The most recent Muppet movie has a signature song, "Am I a Man or am I a Muppet?" In light of the aggressive attack on women's health by the Right, perhaps we should ask -- "Am I a woman or am I a puppet?" Our strings are being pulled far to the right, and many of us are fed up.
In case you have been busy doing something else, consider these recent events:
1) All of the Republican candidates have vowed to overturn Obamacare, and with it the mandatory inclusion of preventive services for women without co-pays. No matter what your opinion of abortion or even contraception, other preventive services such as breast exams, mammograms and annual exams are part of the Affordable Care Act, and none of the candidates has explained how he would cover these services, if at all.
2) The right is accusing Obama of being "anti-Catholic" for the recent regulation issued by HHS mandating that new health insurance plans "cover women's preventive services such as well-woman visits, breastfeeding support, domestic violence screening, and contraception without charging a co-payment, co-insurance or a deductible."
The background for this regulation is a report by the prestigious Institute of Medicine that recommended a list of preventive services that should be covered under the Affordable Care Act without co-pays or deductibles. The report notes that about half of all pregnancies in the United States are unplanned, and about 4 of 10 of those end in abortion. Providing birth control could lower both pregnancy and abortion rates.
Should access to contraception be required, however? As reported by Media Matters, "After debating religious concerns, last Friday, HHS clarified that the regulations do exempt religious institutions, but do not exempt religiously affiliated groups that employ members of differing faiths."
Although there have been hysterical cries that the Obama administration has declared a war on religion, the truth is that religious institutions are not required to offer contraception -- only "religiously-affiliated" organizations such as a Catholic university or hospital system. These organizations may have many employees and members who are not Catholic, and the rationale for requiring them to at least offer contraception coverage is that non-Catholics should not be denied services simply because they work for an organization that is affiliated with the Catholic church.

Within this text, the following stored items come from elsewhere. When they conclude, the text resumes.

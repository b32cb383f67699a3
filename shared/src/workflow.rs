//! Remote operations of the inventory screen.
//!
//! Each operation reads the bearer token from the [`AuthContext`] right
//! before its request and reports failures through [`AdminError`]. Nothing
//! here mutates local state; callers replace their list only on success.

use crate::{
    api::{InventoryApi, ItemPayload},
    draft::FormMode,
    error::{AdminError, Operation},
    model::InventoryItem,
    session::{AuthContext, SessionProvider},
};

/// Result of a successful create, update or delete.
#[derive(Debug, Clone, PartialEq)]
pub struct Saved {
    /// Success text for the notification.
    pub notice: String,
    /// Outcome of the re-fetch that follows every successful write. Kept
    /// apart so a failed re-fetch does not hide the successful write.
    pub items: Result<Vec<InventoryItem>, AdminError>,
}

/// Loads the full collection.
pub async fn fetch_inventory<A, S>(
    api: &A,
    auth: &AuthContext<S>,
) -> Result<Vec<InventoryItem>, AdminError>
where
    A: InventoryApi + ?Sized,
    S: SessionProvider,
{
    let token = auth.bearer_token()?;
    tracing::debug!("fetching inventory");
    match api.list(&token).await {
        Ok(items) => {
            tracing::debug!(count = items.len(), "inventory loaded");
            Ok(items)
        },
        Err(failure) => {
            tracing::warn!(?failure, "inventory fetch failed");
            Err(AdminError::from_failure(Operation::Fetch, failure))
        },
    }
}

/// Creates or updates an item from a validated payload, then re-fetches.
pub async fn save_item<A, S>(
    api: &A,
    auth: &AuthContext<S>,
    mode: &FormMode,
    payload: &ItemPayload<A::Upload>,
) -> Result<Saved, AdminError>
where
    A: InventoryApi + ?Sized,
    S: SessionProvider,
{
    let token = auth.bearer_token()?;
    let (operation, result) = match mode {
        FormMode::Create => {
            tracing::debug!(name = %payload.fields.name, "creating item");
            (Operation::Create, api.create(&token, payload).await)
        },
        FormMode::Edit {
            id,
        } => {
            tracing::debug!(%id, "updating item");
            (Operation::Update, api.update(&token, id, payload).await)
        },
    };
    if let Err(failure) = result {
        tracing::warn!(%operation, ?failure, "save failed");
        return Err(AdminError::from_failure(operation, failure));
    }

    let notice = match operation {
        Operation::Create => "Item created successfully",
        _ => "Item updated successfully",
    };
    Ok(Saved {
        notice: notice.to_string(),
        items: fetch_inventory(api, auth).await,
    })
}

/// Deletes an item after `confirm` agrees, then re-fetches.
///
/// Returns `Ok(None)` when the user declines; nothing is sent in that case.
pub async fn delete_item<A, S, C>(
    api: &A,
    auth: &AuthContext<S>,
    id: &str,
    confirm: C,
) -> Result<Option<Saved>, AdminError>
where
    A: InventoryApi + ?Sized,
    S: SessionProvider,
    C: FnOnce() -> bool,
{
    if !confirm() {
        return Ok(None);
    }
    let token = auth.bearer_token()?;
    tracing::debug!(%id, "deleting item");
    let body = api.delete(&token, id).await.map_err(|failure| {
        tracing::warn!(%id, ?failure, "delete failed");
        AdminError::from_failure(Operation::Delete, failure)
    })?;
    if !is_truthy(&body) {
        tracing::warn!(%id, %body, "delete returned an empty confirmation");
        return Err(AdminError::failed(Operation::Delete, None));
    }
    Ok(Some(Saved {
        notice: "Item deleted successfully".to_string(),
        items: fetch_inventory(api, auth).await,
    }))
}

fn is_truthy(body: &serde_json::Value) -> bool {
    match body {
        serde_json::Value::Null => false,
        serde_json::Value::Bool(value) => *value,
        serde_json::Value::String(value) => !value.is_empty(),
        serde_json::Value::Number(value) => value.as_f64().is_some_and(|n| n != 0.0),
        serde_json::Value::Array(_) | serde_json::Value::Object(_) => true,
    }
}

3) In a blog I wrote for Huffington Post last May with the hyperbolic title "Wake Up Women, the Republicans want to keep you barefoot and pregnant," I noted the ways in which Republicans have been systematically attacking Planned Parenthood around the country. In at least half a dozen states, legislatures have tried to defund Planned Parenthood and prevent them from providing even breast exams and other women's health services, because some of these clinics also offer abortion services (but these are not paid for by public funds).
4) Most recently and somewhat unexpectedly, the Susan G. Komen for the Cure headquarters announced that they could no longer fund Planned Parenthood clinics for providing breast exams because Planned Parenthood was being "investigated" by Republicans in Congress, and their rules prohibit funding organizations under investigation. The real reason seems to be that a new VP at Komen is vehemently and on the record as anti-choice, and the organization has been receiving sustained attacks from the right for their grants to Planned Parenthood.
Some of the local Komen chapters are fighting back. The Connecticut chapter, while whining that the calls they were receiving were annoying and time consuming, may still continue their funding; the Denver Komen chapter has asked headquarters for an exemption to continue funding.
This is for all the anti-choice, anti-women people out there.
You can spend every minute of every day trying to force the rest of us to live by your ideology. You can go after federal funds for health care and pressure private organizations like the Susan G. Komen for the Cure Foundation to stop funding breast cancer screenings for poor women. You can try to make it impossible to get birth control.
But you know what you can't do? You can't win. You can't break us. Planned Parenthood isn't just a family of organizations. It's a movement. It's women and men of all ages who believe that health care -- including reproductive health care -- is a basic human right. We are millions strong. We are everywhere. We act, we give, and we do whatever it takes to make sure that Planned Parenthood is there for the women, men and teens who rely on them.
Know this: When you go after Planned Parenthood and the people they serve, you go after ME. I stand with Planned Parenthood. I stand with them against anyone who wants to stop women from receiving the health care they need. I stand with them today, tomorrow and for as long as I need to.
The story is obviously not over. In order to avoid puppethood, we need to pull our own strings and stand up for what we believe.
UPDATE: A top official at Komen for the Cure resigned Thursday in protests over the Planned Parenthood decision. In addition, Planned Parenthood has raised a significant amount of money in the past day in backlash over the Komen action.
UPDATE #2: As of Friday, Feb 3rd, Komen for the Cure has issued a press release saying they will continue to fund Planned Parenthood. You did it, folks! This is a victory for women everywhere.